↓
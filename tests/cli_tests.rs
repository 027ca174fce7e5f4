//! Integration tests for the binder CLI
//!
//! These tests run the actual binary and verify output.

use assert_cmd::Command;
use predicates::prelude::*;
use std::fs;
use tempfile::TempDir;

fn binder_cmd() -> Command {
    let mut cmd = Command::cargo_bin("binder").unwrap();
    cmd.env_remove("BINDER_APP_ID").env("NO_COLOR", "1");
    cmd
}

#[test]
fn test_help_flag() {
    binder_cmd()
        .arg("--help")
        .assert()
        .success()
        .stdout(predicate::str::contains("scoped name registry"));
}

#[test]
fn test_install_help() {
    binder_cmd()
        .args(["install", "--help"])
        .assert()
        .success()
        .stdout(predicate::str::contains("--app-id"))
        .stdout(predicate::str::contains("--defer-app"));
}

// ============================================================================
// install
// ============================================================================

#[test]
fn test_install_defaults_with_app_id() {
    binder_cmd()
        .args(["install", "--app-id", "shop"])
        .assert()
        .success()
        .stdout(predicate::str::contains("global/global-binding = Hello World!"))
        .stdout(predicate::str::contains(
            "app/shop/app-binding = Hello Application!",
        ));
}

#[test]
fn test_install_from_module_identifier() {
    binder_cmd()
        .args(["install", "--module", "deployment.jndi-example.war"])
        .assert()
        .success()
        .stdout(predicate::str::contains("'jndi-example'"))
        .stdout(predicate::str::contains("app/jndi-example/app-binding"));
}

#[test]
fn test_install_from_env() {
    binder_cmd()
        .env("BINDER_APP_ID", "from-env")
        .arg("install")
        .assert()
        .success()
        .stdout(predicate::str::contains("app/from-env/app-binding"));
}

#[test]
fn test_install_deferred_app_scope() {
    binder_cmd()
        .args(["install", "--app-id", "shop", "--defer-app"])
        .assert()
        .success()
        .stdout(predicate::str::contains("app/shop app-binding [pending]"))
        .stdout(predicate::str::contains("1 binding(s) activated"))
        .stdout(predicate::str::contains("Hello Application!"));
}

#[test]
fn test_install_bad_module_fails() {
    binder_cmd()
        .args(["install", "--module", "shop.war"])
        .assert()
        .failure()
        .code(1)
        .stderr(predicate::str::contains("BIND-030"))
        .stderr(predicate::str::contains("Fix:"));
}

#[test]
fn test_install_without_app_id_fails() {
    let temp_dir = TempDir::new().unwrap();
    binder_cmd()
        .current_dir(temp_dir.path())
        .arg("install")
        .assert()
        .failure()
        .stderr(predicate::str::contains("BINDER_APP_ID is not set"));
}

#[test]
fn test_install_with_config_file() {
    let temp_dir = TempDir::new().unwrap();
    let file = temp_dir.path().join("bindings.yaml");
    fs::write(
        &file,
        r#"
schema: binder/bindings@0.1
bindings:
  - name: env/motd
    scope: application
    value: Welcome aboard
  - name: version
    scope: global
    value: "1.2.3"
"#,
    )
    .unwrap();

    binder_cmd()
        .args(["install", "--app-id", "ship", "--config"])
        .arg(&file)
        .assert()
        .success()
        .stdout(predicate::str::contains("global/version = 1.2.3"))
        .stdout(predicate::str::contains("app/ship/env/motd = Welcome aboard"));
}

// ============================================================================
// validate
// ============================================================================

#[test]
fn test_validate_valid_file() {
    let temp_dir = TempDir::new().unwrap();
    let file = temp_dir.path().join("bindings.yaml");
    fs::write(
        &file,
        "schema: binder/bindings@0.1\nbindings:\n  - { name: a, scope: global, value: x }\nstartup_timeout_ms: 500\n",
    )
    .unwrap();

    binder_cmd()
        .arg("validate")
        .arg(&file)
        .assert()
        .success()
        .stdout(predicate::str::contains("is valid"))
        .stdout(predicate::str::contains("Bindings: 1"))
        .stdout(predicate::str::contains("500ms"));
}

#[test]
fn test_validate_wrong_schema() {
    let temp_dir = TempDir::new().unwrap();
    let file = temp_dir.path().join("bindings.yaml");
    fs::write(
        &file,
        "schema: other/schema@1\nbindings:\n  - { name: a, scope: global, value: x }\n",
    )
    .unwrap();

    binder_cmd()
        .arg("validate")
        .arg(&file)
        .assert()
        .failure()
        .stderr(predicate::str::contains("BIND-001"));
}

#[test]
fn test_validate_missing_file() {
    binder_cmd()
        .args(["validate", "does-not-exist.yaml"])
        .assert()
        .failure()
        .stderr(predicate::str::contains("IO error"));
}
↑
- **Exercise directions**
Type the entries out again so that they match exactly.

- **Response**
filename tests/cli_tests.rs
repository 027ca174fce7e5f4
//! Integration tests for the binder CLI
//!
//! These tests run the actual binary and verify output.

use assert_cmd::Command;
use predicates::prelude::*;
use std::fs;
use tempfile::TempDir;

fn binder_cmd() -> Command {
    let mut cmd = Command::cargo_bin("binder").unwrap();
    cmd.env_remove("BINDER_APP_ID").env("NO_COLOR", "1");
    cmd
}

#[test]
fn test_help_flag() {
    binder_cmd()
        .arg("--help")
        .assert()
        .success()
        .stdout(predicate::str::contains("scoped name registry"));
}

#[test]
fn test_install_help() {
    binder_cmd()
        .args(["install", "--help"])
        .assert()
        .success()
        .stdout(predicate::str::contains("--app-id"))
        .stdout(predicate::str::contains("--defer-app"));
}

// ============================================================================
// install
// ============================================================================

#[test]
fn test_install_defaults_with_app_id() {
    binder_cmd()
        .args(["install", "--app-id", "shop"])
        .assert()
        .success()
        .stdout(predicate::str::contains("global/global-binding = Hello World!"))
        .stdout(predicate::str::contains(
            "app/shop/app-binding = Hello Application!",
        ));
}

#[test]
fn test_install_from_module_identifier() {
    binder_cmd()
        .args(["install", "--module", "deployment.jndi-example.war"])
        .assert()
        .success()
        .stdout(predicate::str::contains("'jndi-example'"))
        .stdout(predicate::str::contains("app/jndi-example/app-binding"));
}

#[test]
fn test_install_from_env() {
    binder_cmd()
        .env("BINDER_APP_ID", "from-env")
        .arg("install")
        .assert()
        .success()
        .stdout(predicate::str::contains("app/from-env/app-binding"));
}

#[test]
fn test_install_deferred_app_scope() {
    binder_cmd()
        .args(["install", "--app-id", "shop", "--defer-app"])
        .assert()
        .success()
        .stdout(predicate::str::contains("app/shop app-binding [pending]"))
        .stdout(predicate::str::contains("1 binding(s) activated"))
        .stdout(predicate::str::contains("Hello Application!"));
}

#[test]
fn test_install_bad_module_fails() {
    binder_cmd()
        .args(["install", "--module", "shop.war"])
        .assert()
        .failure()
        .code(1)
        .stderr(predicate::str::contains("BIND-030"))
        .stderr(predicate::str::contains("Fix:"));
}

#[test]
fn test_install_without_app_id_fails() {
    let temp_dir = TempDir::new().unwrap();
    binder_cmd()
        .current_dir(temp_dir.path())
        .arg("install")
        .assert()
        .failure()
        .stderr(predicate::str::contains("BINDER_APP_ID is not set"));
}

#[test]
fn test_install_with_config_file() {
    let temp_dir = TempDir::new().unwrap();
    let file = temp_dir.path().join("bindings.yaml");
    fs::write(
        &file,
        r#"
schema: binder/bindings@0.1
bindings:
  - name: env/motd
    scope: application
    value: Welcome aboard
  - name: version
    scope: global
    value: "1.2.3"
"#,
    )
    .unwrap();

    binder_cmd()
        .args(["install", "--app-id", "ship", "--config"])
        .arg(&file)
        .assert()
        .success()
        .stdout(predicate::str::contains("global/version = 1.2.3"))
        .stdout(predicate::str::contains("app/ship/env/motd = Welcome aboard"));
}

// ============================================================================
// validate
// ============================================================================

#[test]
fn test_validate_valid_file() {
    let temp_dir = TempDir::new().unwrap();
    let file = temp_dir.path().join("bindings.yaml");
    fs::write(
        &file,
        "schema: binder/bindings@0.1\nbindings:\n  - { name: a, scope: global, value: x }\nstartup_timeout_ms: 500\n",
    )
    .unwrap();

    binder_cmd()
        .arg("validate")
        .arg(&file)
        .assert()
        .success()
        .stdout(predicate::str::contains("is valid"))
        .stdout(predicate::str::contains("Bindings: 1"))
        .stdout(predicate::str::contains("500ms"));
}

#[test]
fn test_validate_wrong_schema() {
    let temp_dir = TempDir::new().unwrap();
    let file = temp_dir.path().join("bindings.yaml");
    fs::write(
        &file,
        "schema: other/schema@1\nbindings:\n  - { name: a, scope: global, value: x }\n",
    )
    .unwrap();

    binder_cmd()
        .arg("validate")
        .arg(&file)
        .assert()
        .failure()
        .stderr(predicate::str::contains("BIND-001"));
}

#[test]
fn test_validate_missing_file() {
    binder_cmd()
        .args(["validate", "does-not-exist.yaml"])
        .assert()
        .failure()
        .stderr(predicate::str::contains("IO error"));
}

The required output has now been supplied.